PROMPT :: This exercise requires every record to be repeated exactly.

Collected data entries:
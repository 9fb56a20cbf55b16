//! Password Hashing Service
//!
//! Salted Argon2id hashing in PHC string format.

use argon2::{
    password_hash::{
        rand_core::OsRng,
        PasswordHash, PasswordHasher, PasswordVerifier, SaltString,
    },
    Argon2, Algorithm, Params, Version,
};
use tracing::{debug, warn};

use crate::shared::error::{PlatformError, Result};

/// Upper bound on accepted plaintext size, in bytes
const MAX_PASSWORD_BYTES: usize = 1024;

/// Argon2id configuration
#[derive(Debug, Clone)]
pub struct Argon2Config {
    /// Memory cost in KiB (default: 65536 = 64 MiB)
    pub memory_cost: u32,
    /// Time cost (iterations) (default: 3)
    pub time_cost: u32,
    /// Parallelism (default: 4)
    pub parallelism: u32,
    /// Output hash length in bytes (default: 32)
    pub output_len: usize,
}

impl Default for Argon2Config {
    fn default() -> Self {
        Self {
            memory_cost: 65536, // 64 MiB
            time_cost: 3,
            parallelism: 4,
            output_len: 32,
        }
    }
}

impl Argon2Config {
    /// Low memory config for testing (faster but less secure)
    pub fn testing() -> Self {
        Self {
            memory_cost: 4096, // 4 MiB
            time_cost: 1,
            parallelism: 1,
            output_len: 32,
        }
    }

    fn to_params(&self) -> Result<Params> {
        Params::new(
            self.memory_cost,
            self.time_cost,
            self.parallelism,
            Some(self.output_len),
        )
        .map_err(|e| PlatformError::internal(format!("Invalid Argon2 params: {}", e)))
    }
}

/// Password hashing service
pub struct PasswordService {
    argon2: Argon2<'static>,
}

impl PasswordService {
    pub fn new(config: Argon2Config) -> Result<Self> {
        let params = config.to_params()?;
        let argon2 = Argon2::new(Algorithm::Argon2id, Version::V0x13, params);

        Ok(Self { argon2 })
    }

    /// Hash a password with a fresh random salt
    pub fn hash_password(&self, password: &str) -> Result<String> {
        if password.is_empty() {
            return Err(PlatformError::validation("Password must not be empty"));
        }
        if password.len() > MAX_PASSWORD_BYTES {
            return Err(PlatformError::validation(format!(
                "Password must be at most {} bytes",
                MAX_PASSWORD_BYTES
            )));
        }

        let salt = SaltString::generate(&mut OsRng);

        let hash = self
            .argon2
            .hash_password(password.as_bytes(), &salt)
            .map_err(|e| PlatformError::internal(format!("Failed to hash password: {}", e)))?;

        debug!("Password hashed successfully");
        Ok(hash.to_string())
    }

    /// Verify a password against a stored hash.
    ///
    /// Mismatches and unparsable stored hashes both yield `false`.
    pub fn verify_password(&self, password: &str, hash: &str) -> bool {
        let parsed_hash = match PasswordHash::new(hash) {
            Ok(parsed) => parsed,
            Err(e) => {
                warn!(error = %e, "Stored password hash is malformed");
                return false;
            }
        };

        match self.argon2.verify_password(password.as_bytes(), &parsed_hash) {
            Ok(()) => true,
            Err(argon2::password_hash::Error::Password) => {
                debug!("Password verification failed: incorrect password");
                false
            }
            Err(e) => {
                warn!(error = %e, "Password verification error");
                false
            }
        }
    }
}
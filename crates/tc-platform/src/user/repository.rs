//! User Repository

use std::time::Duration;

use async_trait::async_trait;
use futures::TryStreamExt;
use mongodb::{
    bson::{doc, Bson, Document},
    options::ReturnDocument,
    Collection, Database,
};

use crate::shared::deadline::bounded;
use crate::shared::error::{PlatformError, Result, UniqueKey};
use crate::user::entity::{User, UserPatch, UserSort};

pub const USERS_COLLECTION: &str = "users";
pub const EMAIL_INDEX: &str = "uniq_users_email";
pub const USER_NAME_INDEX: &str = "uniq_users_user_name";

/// Persistence for [`User`]. Email and user name uniqueness is enforced by
/// the store; a collision surfaces as `PlatformError::Duplicate`.
#[async_trait]
pub trait UserStore: Send + Sync {
    async fn insert(&self, user: &User) -> Result<()>;

    async fn find_by_id(&self, id: &str) -> Result<Option<User>>;

    async fn find_by_email(&self, email: &str) -> Result<Option<User>>;

    /// Apply `patch` and return the updated record, `None` if no user matched
    async fn update_by_id(&self, id: &str, patch: &UserPatch) -> Result<Option<User>>;

    async fn update_by_email(&self, email: &str, patch: &UserPatch) -> Result<Option<User>>;

    /// One page ordered by `sort`, ties broken by id ascending
    async fn list_page(&self, sort: UserSort, offset: u64, limit: i64) -> Result<Vec<User>>;
}

pub struct MongoUserStore {
    collection: Collection<User>,
    timeout: Duration,
}

impl MongoUserStore {
    pub fn new(db: &Database, timeout: Duration) -> Self {
        Self {
            collection: db.collection(USERS_COLLECTION),
            timeout,
        }
    }

    fn unique_keys<'a>(email: Option<&'a str>, user_name: Option<&'a str>) -> Vec<UniqueKey<'a>> {
        let mut keys = Vec::with_capacity(2);
        if let Some(value) = email {
            keys.push(UniqueKey { index: EMAIL_INDEX, field: "email", value });
        }
        if let Some(value) = user_name {
            keys.push(UniqueKey { index: USER_NAME_INDEX, field: "user_name", value });
        }
        keys
    }

    async fn update_one(&self, filter: Document, patch: &UserPatch) -> Result<Option<User>> {
        let mut set = bson::to_document(patch)?;
        set.insert("updated_at", Bson::DateTime(bson::DateTime::now()));

        let keys = Self::unique_keys(patch.email.as_deref(), patch.user_name.as_deref());
        self.collection
            .find_one_and_update(filter, doc! { "$set": set })
            .return_document(ReturnDocument::After)
            .await
            .map_err(|e| PlatformError::from_write(e, "User", &keys))
    }
}

#[async_trait]
impl UserStore for MongoUserStore {
    async fn insert(&self, user: &User) -> Result<()> {
        bounded(self.timeout, "users.insert", async {
            let keys = Self::unique_keys(Some(&user.email), user.user_name.as_deref());
            self.collection
                .insert_one(user)
                .await
                .map_err(|e| PlatformError::from_write(e, "User", &keys))?;
            Ok(())
        })
        .await
    }

    async fn find_by_id(&self, id: &str) -> Result<Option<User>> {
        bounded(self.timeout, "users.find_by_id", async {
            Ok(self.collection.find_one(doc! { "_id": id }).await?)
        })
        .await
    }

    async fn find_by_email(&self, email: &str) -> Result<Option<User>> {
        bounded(self.timeout, "users.find_by_email", async {
            Ok(self.collection.find_one(doc! { "email": email }).await?)
        })
        .await
    }

    async fn update_by_id(&self, id: &str, patch: &UserPatch) -> Result<Option<User>> {
        bounded(self.timeout, "users.update_by_id", self.update_one(doc! { "_id": id }, patch)).await
    }

    async fn update_by_email(&self, email: &str, patch: &UserPatch) -> Result<Option<User>> {
        bounded(self.timeout, "users.update_by_email", self.update_one(doc! { "email": email }, patch)).await
    }

    async fn list_page(&self, sort: UserSort, offset: u64, limit: i64) -> Result<Vec<User>> {
        bounded(self.timeout, "users.list_page", async {
            let mut order = Document::new();
            order.insert(sort.field.field(), sort.direction.as_i32());
            order.insert("_id", 1);

            let cursor = self
                .collection
                .find(doc! {})
                .sort(order)
                .skip(offset)
                .limit(limit)
                .await?;
            Ok(cursor.try_collect().await?)
        })
        .await
    }
}
//! Follow and Bookmark Edges

pub mod api;
pub mod entity;
pub mod repository;
pub mod service;

pub use api::{relationship_router, RelationshipApiState};
pub use entity::{Bookmark, Edge, Follow};
pub use repository::{EdgeStore, MongoEdgeStore};
pub use service::RelationshipService;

OUTPUT FOR THIS EXERCISE ::
repository 9fb56a20cbf55b16
//! Password Hashing Service
//!
//! Salted Argon2id hashing in PHC string format.

use argon2::{
    password_hash::{
        rand_core::OsRng,
        PasswordHash, PasswordHasher, PasswordVerifier, SaltString,
    },
    Argon2, Algorithm, Params, Version,
};
use tracing::{debug, warn};

use crate::shared::error::{PlatformError, Result};

/// Upper bound on accepted plaintext size, in bytes
const MAX_PASSWORD_BYTES: usize = 1024;

/// Argon2id configuration
#[derive(Debug, Clone)]
pub struct Argon2Config {
    /// Memory cost in KiB (default: 65536 = 64 MiB)
    pub memory_cost: u32,
    /// Time cost (iterations) (default: 3)
    pub time_cost: u32,
    /// Parallelism (default: 4)
    pub parallelism: u32,
    /// Output hash length in bytes (default: 32)
    pub output_len: usize,
}

impl Default for Argon2Config {
    fn default() -> Self {
        Self {
            memory_cost: 65536, // 64 MiB
            time_cost: 3,
            parallelism: 4,
            output_len: 32,
        }
    }
}

impl Argon2Config {
    /// Low memory config for testing (faster but less secure)
    pub fn testing() -> Self {
        Self {
            memory_cost: 4096, // 4 MiB
            time_cost: 1,
            parallelism: 1,
            output_len: 32,
        }
    }

    fn to_params(&self) -> Result<Params> {
        Params::new(
            self.memory_cost,
            self.time_cost,
            self.parallelism,
            Some(self.output_len),
        )
        .map_err(|e| PlatformError::internal(format!("Invalid Argon2 params: {}", e)))
    }
}

/// Password hashing service
pub struct PasswordService {
    argon2: Argon2<'static>,
}

impl PasswordService {
    pub fn new(config: Argon2Config) -> Result<Self> {
        let params = config.to_params()?;
        let argon2 = Argon2::new(Algorithm::Argon2id, Version::V0x13, params);

        Ok(Self { argon2 })
    }

    /// Hash a password with a fresh random salt
    pub fn hash_password(&self, password: &str) -> Result<String> {
        if password.is_empty() {
            return Err(PlatformError::validation("Password must not be empty"));
        }
        if password.len() > MAX_PASSWORD_BYTES {
            return Err(PlatformError::validation(format!(
                "Password must be at most {} bytes",
                MAX_PASSWORD_BYTES
            )));
        }

        let salt = SaltString::generate(&mut OsRng);

        let hash = self
            .argon2
            .hash_password(password.as_bytes(), &salt)
            .map_err(|e| PlatformError::internal(format!("Failed to hash password: {}", e)))?;

        debug!("Password hashed successfully");
        Ok(hash.to_string())
    }

    /// Verify a password against a stored hash.
    ///
    /// Mismatches and unparsable stored hashes both yield `false`.
    pub fn verify_password(&self, password: &str, hash: &str) -> bool {
        let parsed_hash = match PasswordHash::new(hash) {
            Ok(parsed) => parsed,
            Err(e) => {
                warn!(error = %e, "Stored password hash is malformed");
                return false;
            }
        };

        match self.argon2.verify_password(password.as_bytes(), &parsed_hash) {
            Ok(()) => true,
            Err(argon2::password_hash::Error::Password) => {
                debug!("Password verification failed: incorrect password");
                false
            }
            Err(e) => {
                warn!(error = %e, "Password verification error");
                false
            }
        }
    }
}
filename crates/tc-platform/src/user/repository.rs
//! User Repository

use std::time::Duration;

use async_trait::async_trait;
use futures::TryStreamExt;
use mongodb::{
    bson::{doc, Bson, Document},
    options::ReturnDocument,
    Collection, Database,
};

use crate::shared::deadline::bounded;
use crate::shared::error::{PlatformError, Result, UniqueKey};
use crate::user::entity::{User, UserPatch, UserSort};

pub const USERS_COLLECTION: &str = "users";
pub const EMAIL_INDEX: &str = "uniq_users_email";
pub const USER_NAME_INDEX: &str = "uniq_users_user_name";

/// Persistence for [`User`]. Email and user name uniqueness is enforced by
/// the store; a collision surfaces as `PlatformError::Duplicate`.
#[async_trait]
pub trait UserStore: Send + Sync {
    async fn insert(&self, user: &User) -> Result<()>;

    async fn find_by_id(&self, id: &str) -> Result<Option<User>>;

    async fn find_by_email(&self, email: &str) -> Result<Option<User>>;

    /// Apply `patch` and return the updated record, `None` if no user matched
    async fn update_by_id(&self, id: &str, patch: &UserPatch) -> Result<Option<User>>;

    async fn update_by_email(&self, email: &str, patch: &UserPatch) -> Result<Option<User>>;

    /// One page ordered by `sort`, ties broken by id ascending
    async fn list_page(&self, sort: UserSort, offset: u64, limit: i64) -> Result<Vec<User>>;
}

pub struct MongoUserStore {
    collection: Collection<User>,
    timeout: Duration,
}

impl MongoUserStore {
    pub fn new(db: &Database, timeout: Duration) -> Self {
        Self {
            collection: db.collection(USERS_COLLECTION),
            timeout,
        }
    }

    fn unique_keys<'a>(email: Option<&'a str>, user_name: Option<&'a str>) -> Vec<UniqueKey<'a>> {
        let mut keys = Vec::with_capacity(2);
        if let Some(value) = email {
            keys.push(UniqueKey { index: EMAIL_INDEX, field: "email", value });
        }
        if let Some(value) = user_name {
            keys.push(UniqueKey { index: USER_NAME_INDEX, field: "user_name", value });
        }
        keys
    }

    async fn update_one(&self, filter: Document, patch: &UserPatch) -> Result<Option<User>> {
        let mut set = bson::to_document(patch)?;
        set.insert("updated_at", Bson::DateTime(bson::DateTime::now()));

        let keys = Self::unique_keys(patch.email.as_deref(), patch.user_name.as_deref());
        self.collection
            .find_one_and_update(filter, doc! { "$set": set })
            .return_document(ReturnDocument::After)
            .await
            .map_err(|e| PlatformError::from_write(e, "User", &keys))
    }
}

#[async_trait]
impl UserStore for MongoUserStore {
    async fn insert(&self, user: &User) -> Result<()> {
        bounded(self.timeout, "users.insert", async {
            let keys = Self::unique_keys(Some(&user.email), user.user_name.as_deref());
            self.collection
                .insert_one(user)
                .await
                .map_err(|e| PlatformError::from_write(e, "User", &keys))?;
            Ok(())
        })
        .await
    }

    async fn find_by_id(&self, id: &str) -> Result<Option<User>> {
        bounded(self.timeout, "users.find_by_id", async {
            Ok(self.collection.find_one(doc! { "_id": id }).await?)
        })
        .await
    }

    async fn find_by_email(&self, email: &str) -> Result<Option<User>> {
        bounded(self.timeout, "users.find_by_email", async {
            Ok(self.collection.find_one(doc! { "email": email }).await?)
        })
        .await
    }

    async fn update_by_id(&self, id: &str, patch: &UserPatch) -> Result<Option<User>> {
        bounded(self.timeout, "users.update_by_id", self.update_one(doc! { "_id": id }, patch)).await
    }

    async fn update_by_email(&self, email: &str, patch: &UserPatch) -> Result<Option<User>> {
        bounded(self.timeout, "users.update_by_email", self.update_one(doc! { "email": email }, patch)).await
    }

    async fn list_page(&self, sort: UserSort, offset: u64, limit: i64) -> Result<Vec<User>> {
        bounded(self.timeout, "users.list_page", async {
            let mut order = Document::new();
            order.insert(sort.field.field(), sort.direction.as_i32());
            order.insert("_id", 1);

            let cursor = self
                .collection
                .find(doc! {})
                .sort(order)
                .skip(offset)
                .limit(limit)
                .await?;
            Ok(cursor.try_collect().await?)
        })
        .await
    }
}
//! Follow and Bookmark Edges

pub mod api;
pub mod entity;
pub mod repository;
pub mod service;

pub use api::{relationship_router, RelationshipApiState};
pub use entity::{Bookmark, Edge, Follow};
pub use repository::{EdgeStore, MongoEdgeStore};
pub use service::RelationshipService;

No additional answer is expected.